> Saved data entries:
use core::str::FromStr;

use chrono::{DateTime, Utc};
use rand::{Rng, distributions::Alphanumeric};
use serde::{Deserialize, Serialize};

use amo_core::{DomainError, DomainResult, Entity, LicenseId, UserId};

pub const KEY_LEN: usize = 13;

#[derive(Debug, Copy, Clone, PartialEq, Eq, Hash, Serialize, Deserialize)]
#[serde(rename_all = "SCREAMING_SNAKE_CASE")]
pub enum LicenseStatus {
    Active,
    Expired,
    Revoked,
}

impl LicenseStatus {
    pub fn as_str(&self) -> &'static str {
        match self {
            LicenseStatus::Active => "ACTIVE",
            LicenseStatus::Expired => "EXPIRED",
            LicenseStatus::Revoked => "REVOKED",
        }
    }
}

impl core::fmt::Display for LicenseStatus {
    fn fmt(&self, f: &mut core::fmt::Formatter<'_>) -> core::fmt::Result {
        f.write_str(self.as_str())
    }
}

impl FromStr for LicenseStatus {
    type Err = DomainError;

    fn from_str(s: &str) -> Result<Self, Self::Err> {
        match s.trim() {
            "ACTIVE" => Ok(LicenseStatus::Active),
            "EXPIRED" => Ok(LicenseStatus::Expired),
            "REVOKED" => Ok(LicenseStatus::Revoked),
            _ => Err(DomainError::validation("Invalid license status")),
        }
    }
}

/// Random lower-case alphanumeric license key.
pub fn generate_key() -> String {
    rand::thread_rng()
        .sample_iter(&Alphanumeric)
        .take(KEY_LEN)
        .map(|b| char::from(b).to_ascii_lowercase())
        .collect()
}

#[derive(Debug, Clone, PartialEq, Eq, Serialize, Deserialize)]
#[serde(rename_all = "camelCase")]
pub struct License {
    pub id: LicenseId,
    pub key: String,
    pub user_id: UserId,
    pub status: LicenseStatus,
    pub expires_at: DateTime<Utc>,
    pub max_users: u32,
    pub created_at: DateTime<Utc>,
    pub updated_at: DateTime<Utc>,
}

impl License {
    pub fn issue(
        user_id: UserId,
        expires_at: DateTime<Utc>,
        max_users: u32,
        now: DateTime<Utc>,
    ) -> DomainResult<Self> {
        if max_users == 0 {
            return Err(DomainError::validation("maxUsers must be at least 1"));
        }
        if expires_at <= now {
            return Err(DomainError::validation("expiresAt must be in the future"));
        }
        Ok(Self {
            id: LicenseId::new(),
            key: generate_key(),
            user_id,
            status: LicenseStatus::Active,
            expires_at,
            max_users,
            created_at: now,
            updated_at: now,
        })
    }

    /// Status as observed at `now`: an ACTIVE license past its expiry reads as EXPIRED.
    pub fn effective_status(&self, now: DateTime<Utc>) -> LicenseStatus {
        match self.status {
            LicenseStatus::Active if self.expires_at <= now => LicenseStatus::Expired,
            other => other,
        }
    }

    /// Apply an administrative edit. REVOKED is final.
    pub fn amend(
        &mut self,
        status: Option<LicenseStatus>,
        expires_at: Option<DateTime<Utc>>,
        now: DateTime<Utc>,
    ) -> DomainResult<()> {
        if status.is_none() && expires_at.is_none() {
            return Err(DomainError::validation("nothing to update"));
        }
        let next_status = status.unwrap_or(self.status);
        let next_expiry = expires_at.unwrap_or(self.expires_at);

        if self.status == LicenseStatus::Revoked && next_status != LicenseStatus::Revoked {
            return Err(DomainError::invalid_transition("license", self.status, next_status));
        }
        if next_status == LicenseStatus::Active && next_expiry <= now {
            return Err(DomainError::validation("an active license needs a future expiresAt"));
        }

        self.status = next_status;
        self.expires_at = next_expiry;
        self.updated_at = now;
        Ok(())
    }
}

impl Entity for License {
    type Id = LicenseId;

    fn id(&self) -> &Self::Id {
        &self.id
    }

    fn created_at(&self) -> DateTime<Utc> {
        self.created_at
    }
}

#[cfg(test)]
mod tests {
    use super::*;
    use chrono::Duration;

    #[test]
    fn keys_are_lowercase_alphanumeric() {
        let key = generate_key();
        assert_eq!(key.len(), KEY_LEN);
        assert!(key.chars().all(|c| c.is_ascii_digit() || c.is_ascii_lowercase()));
        assert_ne!(key, generate_key());
    }

    #[test]
    fn issue_validates_inputs() {
        let now = Utc::now();
        let owner = UserId::new();
        assert!(License::issue(owner, now + Duration::days(30), 0, now).is_err());
        assert!(License::issue(owner, now - Duration::days(1), 5, now).is_err());
        let l = License::issue(owner, now + Duration::days(30), 5, now).unwrap();
        assert_eq!(l.status, LicenseStatus::Active);
    }

    #[test]
    fn active_license_expires_by_clock() {
        let now = Utc::now();
        let l = License::issue(UserId::new(), now + Duration::days(1), 1, now).unwrap();
        assert_eq!(l.effective_status(now), LicenseStatus::Active);
        assert_eq!(l.effective_status(now + Duration::days(2)), LicenseStatus::Expired);
    }

    #[test]
    fn revoked_is_final() {
        let now = Utc::now();
        let mut l = License::issue(UserId::new(), now + Duration::days(1), 1, now).unwrap();
        l.amend(Some(LicenseStatus::Revoked), None, now).unwrap();
        let err = l.amend(Some(LicenseStatus::Active), None, now).unwrap_err();
        assert!(matches!(err, DomainError::InvalidTransition { .. }));
        assert_eq!(l.status, LicenseStatus::Revoked);
    }

    #[test]
    fn extending_expiry_keeps_status() {
        let now = Utc::now();
        let mut l = License::issue(UserId::new(), now + Duration::days(1), 1, now).unwrap();
        let later = now + Duration::days(365);
        l.amend(None, Some(later), now).unwrap();
        assert_eq!(l.expires_at, later);
        assert_eq!(l.status, LicenseStatus::Active);
    }
}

> What you will do:
Go through the entries above, and wherever a line holds the word "serde", copy that line.

> Task answer:
use serde::{Deserialize, Serialize};
#[serde(rename_all = "SCREAMING_SNAKE_CASE")]
#[serde(rename_all = "camelCase")]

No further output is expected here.